**Exercise aim**:
Lines from the first one down to the one containing "container cannot take" in the data below are the only ones needed; please return them exactly, both ends included.

**Source data**:
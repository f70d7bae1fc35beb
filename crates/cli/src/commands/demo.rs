//! propkit demo command
//!
//! Walks each of the three entities through a short scenario and prints the
//! resulting state. Handy as a smoke check and as living documentation of
//! the APIs.

use std::path::PathBuf;

use clap::Args;
use console::style;
use domain::{AccessGate, BoundedVehicle, CapacityContainer};
use shared::GateConfig;

#[derive(Debug, Args)]
pub struct DemoCommand {
    /// Gate configuration file (JSON with an "accessCode" field)
    #[arg(short, long)]
    pub config: Option<PathBuf>,
}

impl DemoCommand {
    pub fn run(&self) -> anyhow::Result<()> {
        let gate_config = match &self.config {
            Some(path) => GateConfig::from_file(path)?,
            None => GateConfig::default(),
        };

        self.demo_container()?;
        self.demo_gate(&gate_config)?;
        self.demo_vehicle()?;
        Ok(())
    }

    fn demo_container(&self) -> anyhow::Result<()> {
        println!("{}", style("Capacity container").bold().underlined());

        let mut backpack = CapacityContainer::new(40.0, 15.0)?;
        backpack.add_item("book", 2.0, 1.0)?;
        backpack.add_item("water bottle", 1.0, 0.5)?;

        let (volume, weight) = backpack.current_load();
        println!(
            "Packed {} item(s): {volume} volume, {weight} weight",
            backpack.list_items().len()
        );

        // An item the container cannot take
        if let Err(err) = backpack.add_item("anvil", 1.0, 50.0) {
            println!("Rejected the anvil: {err}");
        }

        backpack.remove_item("book")?;
        let (volume, weight) = backpack.current_load();
        println!("After unpacking the book: {volume} volume, {weight} weight\n");
        Ok(())
    }

    fn demo_gate(&self, config: &GateConfig) -> anyhow::Result<()> {
        println!("{}", style("Access gate").bold().underlined());

        let mut intercom = AccessGate::new(101, config.access_code.clone())?;
        println!(
            "Gate for apartment {} starts locked: {}",
            intercom.apartment(),
            intercom.is_locked()
        );

        println!("Wrong code accepted: {}", intercom.unlock("0000"));
        println!("Right code accepted: {}", intercom.unlock(&config.access_code));
        intercom.lock();
        println!("Locked again: {}\n", intercom.is_locked());
        Ok(())
    }

    fn demo_vehicle(&self) -> anyhow::Result<()> {
        println!("{}", style("Bounded vehicle").bold().underlined());

        let mut airplane = BoundedVehicle::new(900.0, 12000.0, 5000.0)?;
        airplane.set_speed(800.0)?;
        airplane.climb(10000.0)?;
        airplane.fly(1000.0)?;

        if let Err(err) = airplane.fly(4500.0) {
            println!("Leg refused: {err}");
        }

        println!("Status: {}", serde_json::to_string(&airplane.status())?);
        Ok(())
    }
}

**Written reply**:
repository f70d7bae1fc35beb
filename crates/cli/src/commands/demo.rs
//! propkit demo command
//!
//! Walks each of the three entities through a short scenario and prints the
//! resulting state. Handy as a smoke check and as living documentation of
//! the APIs.

use std::path::PathBuf;

use clap::Args;
use console::style;
use domain::{AccessGate, BoundedVehicle, CapacityContainer};
use shared::GateConfig;

#[derive(Debug, Args)]
pub struct DemoCommand {
    /// Gate configuration file (JSON with an "accessCode" field)
    #[arg(short, long)]
    pub config: Option<PathBuf>,
}

impl DemoCommand {
    pub fn run(&self) -> anyhow::Result<()> {
        let gate_config = match &self.config {
            Some(path) => GateConfig::from_file(path)?,
            None => GateConfig::default(),
        };

        self.demo_container()?;
        self.demo_gate(&gate_config)?;
        self.demo_vehicle()?;
        Ok(())
    }

    fn demo_container(&self) -> anyhow::Result<()> {
        println!("{}", style("Capacity container").bold().underlined());

        let mut backpack = CapacityContainer::new(40.0, 15.0)?;
        backpack.add_item("book", 2.0, 1.0)?;
        backpack.add_item("water bottle", 1.0, 0.5)?;

        let (volume, weight) = backpack.current_load();
        println!(
            "Packed {} item(s): {volume} volume, {weight} weight",
            backpack.list_items().len()
        );

        // An item the container cannot take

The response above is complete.